Don't neglect your children. Don't neglect your friends. Don't be the one that says I always
wanted call. I was trying. I've been meaning to call and I didn't get to it. The pain of regret is a
terrible feeling. There are two feelings that you have in life. There's the pain of discipline and
the pain of regret. When you think about the two and you close your eyes, virtually, pain of
discipline is short lasting and it's something that doesn't linger. Pain of regret never goes away
and it's much more painful. I don't want you to have that regret, whether it's about children or
relatives or friends, you shouldn't experience that. It's the same thing in business. If you
neglect your customers you're going to find that they'll leave you. That's what that principle is
about and that's why I said let sadness teach you and that's why I'm trying to tell you all. The
next to the last principle that I'll talk to you about, I've been a CEO for a lot of companies. I've
been a CEO for 20 some odd years and in 2008, I made one of the most disastrous acquisitions I
ever made. I thought everything I did was great. But in 2008 I didn't know the world is going to
fall apart. I bought this company for $2 billion when I was chairman and CEO of Willis group. I
write about it in the book, but between June when I announced the acquisition and October
when the closing was going to take place the world fell apart in between. The timing was
terrible. It couldn't have been worse. I did the closing in October, but I did it with lots of
unstable credit because you do it, and not to get too technical, but you do it with a bridge loan.
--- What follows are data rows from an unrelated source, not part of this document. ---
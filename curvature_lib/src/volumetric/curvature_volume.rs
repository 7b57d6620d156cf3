//! Second derivative volume.
//!
//! Curvature-like measure of every voxel, computed from the Hessian of the
//! scalar field projected on the gradient direction, following
//! "Multi-Dimensional Transfer Functions for Interactive Volume Rendering", Kniss et al.
//! The Hessian is approximated by central differences of the gradient volume.

use std::time::Instant;

use nalgebra::{Matrix3, Point3, Vector3};

use crate::{common::ValueRange, Result, VolumeError};

use super::{
    grid::{Lerp, VoxelGrid},
    slabs::fill_interior,
    DerivativeOptions, GradientVolume, GradientVoxel, InterpolationMode, InterpolationSelector,
    Volume,
};

/// Gradients with squared magnitude up to this value are treated as flat,
/// their curvature is zero.
///
/// The threshold is absolute, in squared intensity units per voxel, so it
/// depends on the intensity scale. Gradients of `1e-3` per voxel or less are
/// dropped, which is negligible for byte data but removes low contrast
/// regions of data normalised to `<0;1>`.
pub const GRADIENT_EPSILON: f32 = 1e-6;

#[derive(Debug, Default, Clone, Copy, PartialEq)]
pub struct CurvatureVoxel {
    /// Absolute value of the curvature estimate, never negative or NaN
    pub magnitude: f32,
}

impl CurvatureVoxel {
    pub fn zero() -> CurvatureVoxel {
        CurvatureVoxel::default()
    }
}

impl Lerp for CurvatureVoxel {
    fn lerp(&self, other: &Self, t: f32) -> Self {
        CurvatureVoxel {
            magnitude: self.magnitude.lerp(&other.magnitude, t),
        }
    }
}

/// Hessian approximation at an interior voxel,
/// element `(i, j)` is the derivative of gradient component `i` along axis `j`.
pub fn hessian(gradients: &VoxelGrid<GradientVoxel>, x: usize, y: usize, z: usize) -> Matrix3<f32> {
    let g = |x, y, z| gradients.get(x, y, z).direction;

    let along_x = (g(x + 1, y, z) - g(x - 1, y, z)) / 2.0;
    let along_y = (g(x, y + 1, z) - g(x, y - 1, z)) / 2.0;
    let along_z = (g(x, y, z + 1) - g(x, y, z - 1)) / 2.0;

    Matrix3::from_columns(&[along_x, along_y, along_z])
}

/// `|dot(H * intensity * g, g)| / |g|^2`
///
/// Zero for near flat gradients (see [`GRADIENT_EPSILON`]) and for non finite results.
pub fn second_derivative(hessian: &Matrix3<f32>, intensity: f32, gradient: &Vector3<f32>) -> f32 {
    let norm_sq = gradient.norm_squared();
    if norm_sq <= GRADIENT_EPSILON {
        return 0.0;
    }

    let curvature = (hessian * gradient * intensity).dot(gradient) / norm_sq;

    if curvature.is_finite() {
        curvature.abs()
    } else {
        0.0
    }
}

/// Second derivative magnitude of every voxel of a scalar volume.
/// Immutable after construction, except for the interpolation mode.
#[derive(Debug, Clone)]
pub struct CurvatureVolume {
    grid: VoxelGrid<CurvatureVoxel>,
    magnitude_range: ValueRange,
    interpolation: InterpolationSelector,
}

impl CurvatureVolume {
    pub fn from_volume<V>(volume: &V) -> CurvatureVolume
    where
        V: Volume + Sync + ?Sized,
    {
        CurvatureVolume::with_options(volume, &DerivativeOptions::default())
    }

    pub fn with_options<V>(volume: &V, options: &DerivativeOptions) -> CurvatureVolume
    where
        V: Volume + Sync + ?Sized,
    {
        // Only needed during construction
        let gradients = GradientVolume::with_options(volume, options);
        CurvatureVolume::build(volume, gradients.grid(), options)
    }

    /// Reuses an already built gradient volume of the same source.
    pub fn from_gradients<V>(
        volume: &V,
        gradients: &GradientVolume,
        options: &DerivativeOptions,
    ) -> Result<CurvatureVolume>
    where
        V: Volume + Sync + ?Sized,
    {
        if volume.get_size() != gradients.get_size() {
            return Err(VolumeError::DimensionMismatch(
                volume.get_size(),
                gradients.get_size(),
            ));
        }
        Ok(CurvatureVolume::build(volume, gradients.grid(), options))
    }

    fn build<V>(
        volume: &V,
        gradients: &VoxelGrid<GradientVoxel>,
        options: &DerivativeOptions,
    ) -> CurvatureVolume
    where
        V: Volume + Sync + ?Sized,
    {
        let start = Instant::now();
        let size = volume.get_size();
        let mut grid = VoxelGrid::zeroed(size);

        let magnitude_range = fill_interior(
            size,
            grid.as_mut_slice(),
            options.workers(),
            |x, y, z| {
                let h = hessian(gradients, x, y, z);
                let gradient = gradients.get(x, y, z).direction;
                CurvatureVoxel {
                    magnitude: second_derivative(&h, volume.get_voxel(x, y, z), &gradient),
                }
            },
            |voxel| voxel.magnitude,
        );

        let (min, max) = magnitude_range.bounds_or_zero();
        log::debug!(
            "Curvature volume {size:?} built in {:?}, magnitude <{min};{max}>",
            start.elapsed()
        );

        CurvatureVolume {
            grid,
            magnitude_range,
            interpolation: InterpolationSelector::new(options.interpolation),
        }
    }

    pub fn get_size(&self) -> Vector3<usize> {
        self.grid.size()
    }

    /// Lowest stored magnitude, zero for a volume without voxels.
    pub fn min_magnitude(&self) -> f32 {
        self.magnitude_range.bounds_or_zero().0
    }

    /// Highest stored magnitude, zero for a volume without voxels.
    pub fn max_magnitude(&self) -> f32 {
        self.magnitude_range.bounds_or_zero().1
    }

    pub fn magnitude_range(&self) -> ValueRange {
        self.magnitude_range
    }

    /// Direct lookup without interpolation.
    /// Coordinates must be inside the volume, debug builds check it.
    pub fn get_voxel(&self, x: usize, y: usize, z: usize) -> CurvatureVoxel {
        self.grid.get(x, y, z)
    }

    pub fn get_data(&self, x: usize, y: usize, z: usize) -> Option<CurvatureVoxel> {
        self.grid.get_checked(x, y, z)
    }

    /// Sample at `pos` using the current interpolation mode.
    /// Zero voxel outside of the sampleable range:
    /// `[0, size)` for nearest neighbour, `[0, size - 1)` for linear and cubic.
    pub fn sample_at(&self, pos: Point3<f32>) -> CurvatureVoxel {
        self.grid.sample(pos, self.interpolation.get())
    }

    /// Like [`CurvatureVolume::sample_at`], with an explicit mode.
    pub fn sample_with(&self, pos: Point3<f32>, mode: InterpolationMode) -> CurvatureVoxel {
        self.grid.sample(pos, mode)
    }

    pub fn interpolation_mode(&self) -> InterpolationMode {
        self.interpolation.get()
    }

    /// Safe to call while other threads sample.
    pub fn set_interpolation_mode(&self, mode: InterpolationMode) {
        self.interpolation.set(mode);
    }

    pub fn voxels(&self) -> &[CurvatureVoxel] {
        self.grid.as_slice()
    }
}
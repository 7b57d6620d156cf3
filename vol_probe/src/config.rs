use std::str::FromStr;

use clap::ArgMatches;
use curvature_lib::InterpolationMode;
use nalgebra::{point, Point3, Vector3};

/// Parse all values of `key` as `T`
fn parse_values<T>(args: &ArgMatches, key: &str) -> Result<Vec<T>, String>
where
    T: FromStr,
{
    match args.values_of(key) {
        Some(values) => values
            .map(|v| v.parse::<T>().map_err(|_| format!("Cannot parse {key} value '{v}'")))
            .collect(),
        None => Ok(vec![]),
    }
}

fn parse_value<T>(args: &ArgMatches, key: &str) -> Result<Option<T>, String>
where
    T: FromStr,
{
    args.value_of(key)
        .map(|v| v.parse::<T>().map_err(|_| format!("Cannot parse {key} value '{v}'")))
        .transpose()
}

/// App configuration
/// Config is built from args parsed by `clap`
#[derive(Debug)]
pub struct Config {
    /// Dimensions of volume
    pub dims: Vector3<usize>,
    /// Type of generator to be used
    pub generator: GeneratorConfig,
    /// Mode used for probe samples
    pub interpolation: InterpolationMode,
    /// Construction threads, `None` for all cores
    pub threads: Option<usize>,
    /// Coordinates to sample
    pub probes: Vec<Point3<f32>>,
    /// Histogram resolution, `None` to skip histogram
    pub histogram: Option<(usize, usize)>,
    /// Optional seed for RNG, to replicate results
    pub seed: Option<u64>,
}

impl Config {
    pub fn from_args(args: &ArgMatches) -> Result<Config, String> {
        // Dims
        let dims = match parse_values::<usize>(args, "dims")?[..] {
            [x, y, z] => Vector3::new(x, y, z),
            _ => return Err("dims need exactly 3 values".into()),
        };
        // Generator
        let generator = GeneratorConfig::from_args(args)?;
        // Interpolation, has default value
        let interpolation = args
            .value_of("interpolation")
            .unwrap_or("nearest")
            .parse::<InterpolationName>()?
            .0;
        let threads = parse_value(args, "threads")?;
        // Probes, flattened triples
        let probe_values = parse_values::<f32>(args, "probe")?;
        if probe_values.len() % 3 != 0 {
            return Err("probe needs 3 values".into());
        }
        let probes = probe_values
            .chunks(3)
            .map(|c| point![c[0], c[1], c[2]])
            .collect();
        let histogram = match parse_values::<usize>(args, "histogram")?[..] {
            [] => None,
            [w, h] => Some((w, h)),
            _ => return Err("histogram needs 2 values".into()),
        };
        let seed = parse_value(args, "seed")?;

        Ok(Config {
            dims,
            generator,
            interpolation,
            threads,
            probes,
            histogram,
            seed,
        })
    }
}

/// Settings specific to generator variant
#[derive(Debug, Clone, Copy, PartialEq)]
pub enum GeneratorConfig {
    /// Solid box with a padding of empty space
    Solid { sample: u8 },
    /// Intensity grows along x axis
    Ramp,
    /// Smooth blob in the centre
    Sphere,
    /// Randomly placed shapes
    Shapes {
        n_of_shapes: usize,
        sample: u8,
        obj_size: u32,
    },
}

impl GeneratorConfig {
    pub fn from_args(args: &ArgMatches) -> Result<GeneratorConfig, String> {
        let s = args.value_of("generator").ok_or("No generator")?;

        let sample = parse_value::<u8>(args, "sample")?;
        let n_of_shapes = parse_value::<usize>(args, "n-of-shapes")?;
        let obj_size = parse_value::<u32>(args, "object-size")?;

        let generator = match s.parse::<GeneratorType>()? {
            GeneratorType::Solid => GeneratorConfig::Solid {
                sample: sample.ok_or("solid generator needs --sample")?,
            },
            GeneratorType::Ramp => GeneratorConfig::Ramp,
            GeneratorType::Sphere => GeneratorConfig::Sphere,
            GeneratorType::Shapes => GeneratorConfig::Shapes {
                n_of_shapes: n_of_shapes.ok_or("shapes generator needs --n-of-shapes")?,
                sample: sample.ok_or("shapes generator needs --sample")?,
                obj_size: obj_size.ok_or("shapes generator needs --object-size")?,
            },
        };
        Ok(generator)
    }
}

#[derive(Debug, PartialEq)]
pub enum GeneratorType {
    Solid,
    Ramp,
    Sphere,
    Shapes,
}

impl FromStr for GeneratorType {
    type Err = String;

    fn from_str(s: &str) -> Result<Self, Self::Err> {
        match s {
            "solid" => Ok(GeneratorType::Solid),
            "ramp" => Ok(GeneratorType::Ramp),
            "sphere" => Ok(GeneratorType::Sphere),
            "shapes" => Ok(GeneratorType::Shapes),
            _ => Err(format!("Unknown generator '{s}'")),
        }
    }
}

/// CLI name of an interpolation mode
pub struct InterpolationName(pub InterpolationMode);

impl FromStr for InterpolationName {
    type Err = String;

    fn from_str(s: &str) -> Result<Self, Self::Err> {
        InterpolationMode::ALL
            .into_iter()
            .find(|mode| mode.name() == s)
            .map(InterpolationName)
            .ok_or_else(|| format!("Unknown interpolation '{s}'"))
    }
}
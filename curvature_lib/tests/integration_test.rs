use curvature_lib::{
    curvature_of,
    histogram::Histogram,
    test_helpers,
    transfer_functions::SecondDerivativeTf,
    volumetric::{CurvatureVoxel, DerivativeOptions, GradientVolume},
    CurvatureVolume, InterpolationMode, LinearVolume, Volume,
};
use nalgebra::{point, vector, Point3, Vector3};

pub const SIZE: Vector3<usize> = vector![16, 14, 12];

fn sphere() -> LinearVolume {
    test_helpers::sphere_volume(SIZE, 4.0)
}

#[test]
fn nearest_identity_on_interior() {
    let curvature = CurvatureVolume::from_volume(&sphere());

    for z in 1..SIZE.z - 1 {
        for y in 1..SIZE.y - 1 {
            for x in 1..SIZE.x - 1 {
                let pos = point![x as f32, y as f32, z as f32];
                assert_eq!(curvature.sample_at(pos), curvature.get_voxel(x, y, z));
            }
        }
    }
}

#[test]
fn trilinear_is_continuous() {
    let vol = sphere();
    let curvature = CurvatureVolume::from_volume(&vol);
    curvature.set_interpolation_mode(InterpolationMode::Linear);

    let boundary = curvature.get_voxel(6, 5, 4).magnitude;
    let scale = curvature.max_magnitude().max(1.0);

    for eps in [1e-2f32, 1e-3, 1e-4] {
        let below = curvature.sample_at(point![6.0 - eps, 5.0, 4.0]).magnitude;
        let above = curvature.sample_at(point![6.0 + eps, 5.0, 4.0]).magnitude;
        let tolerance = 4.0 * eps * scale;

        assert!((below - boundary).abs() <= tolerance, "eps {eps}");
        assert!((above - boundary).abs() <= tolerance, "eps {eps}");
    }
}

#[test]
fn out_of_range_returns_zero_voxel() {
    let curvature = CurvatureVolume::from_volume(&sphere());
    let zero = CurvatureVoxel::zero();
    let last = (SIZE - vector![1, 1, 1]).cast::<f32>();

    let outside_both: [Point3<f32>; 4] = [
        point![-0.5, 3.0, 3.0],
        point![3.0, -1e-4, 3.0],
        point![SIZE.x as f32, 3.0, 3.0],
        point![3.0, 3.0, SIZE.z as f32 + 2.0],
    ];
    for pos in outside_both {
        for mode in InterpolationMode::ALL {
            assert_eq!(curvature.sample_with(pos, mode), zero, "{pos:?} {mode:?}");
        }
    }

    // Only linear reads past the last voxel
    let edge = point![last.x, 3.0, 3.0];
    assert_eq!(curvature.sample_with(edge, InterpolationMode::Linear), zero);
    assert_eq!(curvature.sample_with(edge, InterpolationMode::Cubic), zero);
    assert_eq!(
        curvature.sample_with(edge, InterpolationMode::NearestNeighbour),
        curvature.get_voxel(SIZE.x - 1, 3, 3)
    );
}

#[test]
fn min_max_cover_all_voxels() {
    let curvature = curvature_of(&sphere(), 4).unwrap();
    let min = curvature.min_magnitude();
    let max = curvature.max_magnitude();

    assert!(curvature
        .voxels()
        .iter()
        .all(|v| min <= v.magnitude && v.magnitude <= max));
    assert!(curvature.voxels().iter().any(|v| v.magnitude == min));
    assert!(curvature.voxels().iter().any(|v| v.magnitude == max));
}

#[test]
fn flat_volume_is_zero_everywhere() {
    let vol = test_helpers::flat_volume(SIZE, 80.0);
    let gradients = GradientVolume::from_volume(&vol);
    let curvature = CurvatureVolume::from_volume(&vol);

    assert!(gradients.voxels().iter().all(|g| g.magnitude == 0.0));
    assert!(curvature.voxels().iter().all(|c| c.magnitude == 0.0));
    assert_eq!(curvature.min_magnitude(), 0.0);
    assert_eq!(curvature.max_magnitude(), 0.0);
}

#[test]
fn ramp_volume() {
    let vol = test_helpers::ramp_volume(SIZE);
    let gradients = GradientVolume::from_volume(&vol);
    let curvature = CurvatureVolume::from_volume(&vol);

    for z in 2..SIZE.z - 2 {
        for y in 2..SIZE.y - 2 {
            for x in 2..SIZE.x - 2 {
                assert_eq!(gradients.get_voxel(x, y, z).direction.x, 1.0);
                assert!(curvature.get_voxel(x, y, z).magnitude < 1e-5);
            }
        }
    }
}

#[test]
fn step_volume_stays_finite() {
    // Large flat regions next to a sharp step
    let vol = LinearVolume::from_fn(SIZE, |x, _, _| if x < 8 { 0.0 } else { 255.0 }).unwrap();
    let curvature = CurvatureVolume::from_volume(&vol);

    assert!(curvature
        .voxels()
        .iter()
        .all(|v| v.magnitude.is_finite() && v.magnitude >= 0.0));
    assert!(curvature.max_magnitude() > 0.0);
}

#[test]
fn mode_switch_while_sampling() {
    let curvature = CurvatureVolume::from_volume(&sphere());
    let pos = point![5.5, 6.25, 3.75];

    crossbeam::scope(|s| {
        for _ in 0..4 {
            s.spawn(|_| {
                for _ in 0..1000 {
                    let v = curvature.sample_at(pos);
                    let nearest = curvature.sample_with(pos, InterpolationMode::NearestNeighbour);
                    let linear = curvature.sample_with(pos, InterpolationMode::Linear);
                    assert!(v == nearest || v == linear);
                }
            });
        }
        for i in 0..1000 {
            let mode = if i % 2 == 0 {
                InterpolationMode::Linear
            } else {
                InterpolationMode::NearestNeighbour
            };
            curvature.set_interpolation_mode(mode);
        }
    })
    .unwrap();
}

#[test]
fn histogram_and_transfer_function() {
    let vol = sphere();
    let options = DerivativeOptions::builder()
        .interpolation(InterpolationMode::Linear)
        .build()
        .unwrap();
    let curvature = CurvatureVolume::with_options(&vol, &options);

    let histogram = Histogram::from_volumes(&vol, &curvature, (32, 16)).unwrap();
    assert_eq!(histogram.total(), vol.voxel_count() as u64);
    assert_eq!(histogram.to_image().len(), 32 * 16);

    let tf = SecondDerivativeTf {
        intensity: 200.0,
        radius: 60.0,
        threshold: curvature.max_magnitude() / 2.0,
        ..Default::default()
    };
    let centre = point![7.5, 6.5, 5.5];
    let color = tf.evaluate_at(&vol, &curvature, centre);
    assert!(color.w > 0.0);
}
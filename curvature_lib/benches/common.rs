pub use curvature_lib::{
    test_helpers::sphere_volume,
    volumetric::{CurvatureVolume, DerivativeOptions, GradientVolume, InterpolationMode},
    LinearVolume,
};
pub use nalgebra::{vector, Point3, Vector3};

/// Base volume side, every scaling step doubles the z axis
pub const BASE_SIDE: usize = 64;
pub const Z_STEPS: [usize; 3] = [32, 64, 128];

pub const SAMPLES_PER_ITER: usize = 10_000;

pub fn get_volume(depth: usize) -> LinearVolume {
    sphere_volume(vector![BASE_SIDE, BASE_SIDE, depth], BASE_SIDE as f32 / 4.0)
}

pub fn single_thread() -> DerivativeOptions {
    DerivativeOptions::builder().single_thread().build_unchecked()
}

/// Points along a diagonal ray through the volume
pub fn ray_positions(size: Vector3<usize>) -> Vec<Point3<f32>> {
    let extent = (size - vector![1, 1, 1]).cast::<f32>();
    (0..SAMPLES_PER_ITER)
        .map(|i| {
            let t = i as f32 / SAMPLES_PER_ITER as f32;
            Point3::from(extent * t)
        })
        .collect()
}
use std::{num::NonZeroUsize, thread};

use crate::{Result, VolumeError};

use super::InterpolationMode;

/// Settings for building derived volumes.
#[derive(Debug, Default, Clone, Copy, PartialEq, Eq)]
pub struct DerivativeOptions {
    /// Number of construction threads, `None` means one per available core
    pub worker_count: Option<usize>,
    /// Interpolation mode the built volume starts with
    pub interpolation: InterpolationMode,
}

impl DerivativeOptions {
    pub fn builder() -> DerivativeOptionsBuilder {
        DerivativeOptionsBuilder::default()
    }

    /// Effective number of workers, at least 1.
    pub fn workers(&self) -> usize {
        match self.worker_count {
            Some(n) => n.max(1),
            None => thread::available_parallelism()
                .map(NonZeroUsize::get)
                .unwrap_or(1),
        }
    }
}

#[derive(Debug, Default)]
pub struct DerivativeOptionsBuilder {
    worker_count: Option<usize>,
    interpolation: InterpolationMode,
}

impl DerivativeOptionsBuilder {
    pub fn worker_count(mut self, workers: usize) -> Self {
        self.worker_count = Some(workers);
        self
    }

    /// Run construction on the calling thread only.
    pub fn single_thread(self) -> Self {
        self.worker_count(1)
    }

    pub fn interpolation(mut self, mode: InterpolationMode) -> Self {
        self.interpolation = mode;
        self
    }

    pub fn build(self) -> Result<DerivativeOptions> {
        if self.worker_count == Some(0) {
            return Err(VolumeError::InvalidOptions(
                "worker count must be at least 1".into(),
            ));
        }
        Ok(self.build_unchecked())
    }

    /// Skips validation, zero workers are treated as one.
    pub fn build_unchecked(self) -> DerivativeOptions {
        DerivativeOptions {
            worker_count: self.worker_count,
            interpolation: self.interpolation,
        }
    }
}
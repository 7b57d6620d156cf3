use std::sync::atomic::{AtomicU8, Ordering};

use crate::VolumeError;

/// Resampling policy of derived volumes.
#[derive(Debug, Clone, Copy, PartialEq, Eq)]
#[repr(u8)]
pub enum InterpolationMode {
    NearestNeighbour = 0,
    Linear = 1,
    /// Aliases `Linear`
    Cubic = 2,
}

impl InterpolationMode {
    pub const ALL: [InterpolationMode; 3] = [
        InterpolationMode::NearestNeighbour,
        InterpolationMode::Linear,
        InterpolationMode::Cubic,
    ];

    pub fn name(&self) -> &'static str {
        match self {
            InterpolationMode::NearestNeighbour => "nearest",
            InterpolationMode::Linear => "linear",
            InterpolationMode::Cubic => "cubic",
        }
    }
}

impl Default for InterpolationMode {
    fn default() -> Self {
        InterpolationMode::NearestNeighbour
    }
}

impl TryFrom<u8> for InterpolationMode {
    type Error = VolumeError;

    fn try_from(value: u8) -> Result<Self, Self::Error> {
        match value {
            0 => Ok(InterpolationMode::NearestNeighbour),
            1 => Ok(InterpolationMode::Linear),
            2 => Ok(InterpolationMode::Cubic),
            v => Err(VolumeError::UnknownInterpolationMode(v)),
        }
    }
}

impl From<InterpolationMode> for u8 {
    fn from(mode: InterpolationMode) -> Self {
        mode as u8
    }
}

/// Interpolation mode that can be switched through a shared reference,
/// while render threads keep sampling.
#[derive(Debug)]
pub struct InterpolationSelector(AtomicU8);

impl InterpolationSelector {
    pub fn new(mode: InterpolationMode) -> InterpolationSelector {
        InterpolationSelector(AtomicU8::new(mode.into()))
    }

    /// Current mode.
    ///
    /// # Panics
    /// If the stored value names no mode.
    pub fn get(&self) -> InterpolationMode {
        let raw = self.0.load(Ordering::Relaxed);
        match InterpolationMode::try_from(raw) {
            Ok(mode) => mode,
            Err(err) => panic!("interpolation selector corrupted: {err}"),
        }
    }

    pub fn set(&self, mode: InterpolationMode) {
        self.0.store(mode.into(), Ordering::Relaxed);
    }
}

impl Default for InterpolationSelector {
    fn default() -> Self {
        InterpolationSelector::new(InterpolationMode::default())
    }
}

impl Clone for InterpolationSelector {
    fn clone(&self) -> Self {
        InterpolationSelector::new(self.get())
    }
}
use nalgebra::{Point3, Vector3};

use crate::{Result, VolumeError};

use super::InterpolationMode;

/// Linear blend of two voxels, `t` in <0;1>.
/// `t == 0` must return `self` exactly.
pub trait Lerp: Copy {
    fn lerp(&self, other: &Self, t: f32) -> Self;
}

impl Lerp for f32 {
    fn lerp(&self, other: &Self, t: f32) -> Self {
        self * (1.0 - t) + other * t
    }
}

/// Flat index of voxel `(x, y, z)` in a grid of `size`.
/// X is the fastest changing axis, one z slice is a contiguous run of `size.x * size.y` voxels.
#[inline]
pub fn flat_index(size: &Vector3<usize>, x: usize, y: usize, z: usize) -> usize {
    x + size.x * (y + size.y * z)
}

/// Dense, axis aligned grid of voxels.
/// Voxels are one unit apart, voxel `(0,0,0)` lies at the origin.
#[derive(Clone, PartialEq)]
pub struct VoxelGrid<T> {
    size: Vector3<usize>,
    data: Vec<T>,
}

impl<T> std::fmt::Debug for VoxelGrid<T> {
    fn fmt(&self, f: &mut std::fmt::Formatter<'_>) -> std::fmt::Result {
        f.debug_struct("VoxelGrid")
            .field("size", &self.size)
            .field("data len", &self.data.len())
            .finish()
    }
}

impl<T> VoxelGrid<T>
where
    T: Copy + Default,
{
    /// Grid filled with default (zero) voxels.
    pub fn zeroed(size: Vector3<usize>) -> VoxelGrid<T> {
        VoxelGrid {
            size,
            data: vec![T::default(); size.product()],
        }
    }
}

impl<T> VoxelGrid<T> {
    pub fn from_vec(size: Vector3<usize>, data: Vec<T>) -> Result<VoxelGrid<T>> {
        let expected = size.product();
        if data.len() != expected {
            return Err(VolumeError::SizeMismatch {
                expected,
                actual: data.len(),
            });
        }
        Ok(VoxelGrid { size, data })
    }

    pub fn size(&self) -> Vector3<usize> {
        self.size
    }

    pub fn index(&self, x: usize, y: usize, z: usize) -> usize {
        flat_index(&self.size, x, y, z)
    }

    pub fn contains(&self, x: usize, y: usize, z: usize) -> bool {
        x < self.size.x && y < self.size.y && z < self.size.z
    }

    pub fn as_slice(&self) -> &[T] {
        &self.data
    }

    pub(crate) fn as_mut_slice(&mut self) -> &mut [T] {
        &mut self.data
    }
}

impl<T> VoxelGrid<T>
where
    T: Copy,
{
    /// Unchecked lookup, coordinates must be inside the grid.
    #[inline]
    pub fn get(&self, x: usize, y: usize, z: usize) -> T {
        debug_assert!(
            self.contains(x, y, z),
            "voxel ({x},{y},{z}) outside grid of size {:?}",
            self.size
        );
        self.data[self.index(x, y, z)]
    }

    pub fn get_checked(&self, x: usize, y: usize, z: usize) -> Option<T> {
        if self.contains(x, y, z) {
            Some(self.data[self.index(x, y, z)])
        } else {
            None
        }
    }
}

impl<T> VoxelGrid<T>
where
    T: Lerp + Default,
{
    pub fn sample(&self, pos: Point3<f32>, mode: InterpolationMode) -> T {
        match mode {
            InterpolationMode::NearestNeighbour => self.nearest(pos),
            InterpolationMode::Linear => self.trilinear(pos),
            // no cubic kernel for derived data
            InterpolationMode::Cubic => self.trilinear(pos),
        }
    }

    /// Nearest voxel, zero voxel if `pos` is outside `[0, size)` on any axis.
    pub fn nearest(&self, pos: Point3<f32>) -> T {
        let mut coords = [0usize; 3];
        for axis in 0..3 {
            let v = pos[axis];
            let dim = self.size[axis];
            // NaN fails the comparison too
            if !(v >= 0.0 && v < dim as f32) {
                return T::default();
            }
            let rounded = (v + 0.5).floor() as usize;
            if rounded >= dim {
                return T::default();
            }
            coords[axis] = rounded;
        }
        self.get(coords[0], coords[1], coords[2])
    }

    /// Trilinear interpolation, zero voxel if `pos` is outside `[0, size - 1)` on any axis.
    /// The stencil reads one voxel past the floor in every direction.
    pub fn trilinear(&self, pos: Point3<f32>) -> T {
        for axis in 0..3 {
            let v = pos[axis];
            if !(v >= 0.0 && v < self.size[axis] as f32 - 1.0) {
                return T::default();
            }
        }

        let floor = pos.map(f32::floor);
        let t = pos - floor;

        let x = floor.x as usize;
        let y = floor.y as usize;
        let z = floor.z as usize;

        let c000 = self.get(x, y, z);
        let c001 = self.get(x, y, z + 1);
        let c010 = self.get(x, y + 1, z);
        let c011 = self.get(x, y + 1, z + 1);
        let c100 = self.get(x + 1, y, z);
        let c101 = self.get(x + 1, y, z + 1);
        let c110 = self.get(x + 1, y + 1, z);
        let c111 = self.get(x + 1, y + 1, z + 1);

        // z
        let c00 = c000.lerp(&c001, t.z);
        let c01 = c010.lerp(&c011, t.z);
        let c10 = c100.lerp(&c101, t.z);
        let c11 = c110.lerp(&c111, t.z);

        // y
        let c0 = c00.lerp(&c01, t.y);
        let c1 = c10.lerp(&c11, t.y);

        // x
        c0.lerp(&c1, t.x)
    }
}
That's when a bank says I'll give you the loan to bridge your to get the permanent financing
later on. The bridge collapsed because the credit markets closed, so I did the closing but I had
no bridge. It was the Indiana Jones bridge across the mountain that was wobbly. After that in
November my son died, so I had back-to-back adversity going on. There was a choice of digging
a hole or doing something about the adversity that I was facing. I've always been a believer
that you got fear. You attack the fear. They become your limitations if you don't attack them
all your life, and so I attacked them head-on. I wound up having five offices at this other
company had in Chicago and two of my own, so I had seven offices. What you want to do,
culturally you want everybody under one roof, so you have one company not several. And then
secondly, you want to have synergistically the economics of one space and save a lot of money.
I asked my real estate people, and this was 2009 now, what building has the most space in
Chicago. They said the Sears Tower has the most space and the reason is because when the
leases came due everybody wanted to get out of there because they thought that was the next
place that the terrorists were going to attack, because it was the tallest building in the Western
Hemisphere. It was like under 70 percent occupied. Not only was it a lot of space, I thought it
had some wiggle room, some negotiating room. I've always been a believer that when you
have status quo in life things don't move and if things don't move people to make decisions that
are different than -- they're happy. They're content. But when there's upset, that's when
things move. People will listen to you. People will pay attention because maybe there's a
better way because things are not great. I said to my real estate guy, let me talk to the owner
of the building. His name is Joe Moynyon; I know the guy. It's in the book. I said to them I'm
looking for 250,000 square feet in the building. He says I have 250,000. I said I know you have
250,000. He says how much would you like to pay. I said I don't want to insult you. Tell me
what you would like. He said $35 is the average, but I could probably make a good deal for you.
I knew that the worst thing in the world is to have real estate with nobody paying rent. With
the world falling apart, the credit markets are closed. It's like who are you kidding? He says will
what would you like to pay. I said I don't want to insult you. He said no. What would you like
to pay? I said I don't want to insult you. He said please. Tell me what you would like to pay. I
said $10. He said you insult me. So I start to walk away and he says $20. So I said to myself if I
keep walking I get this thing down to nothing. Finally, we negotiate $14.50 a square foot.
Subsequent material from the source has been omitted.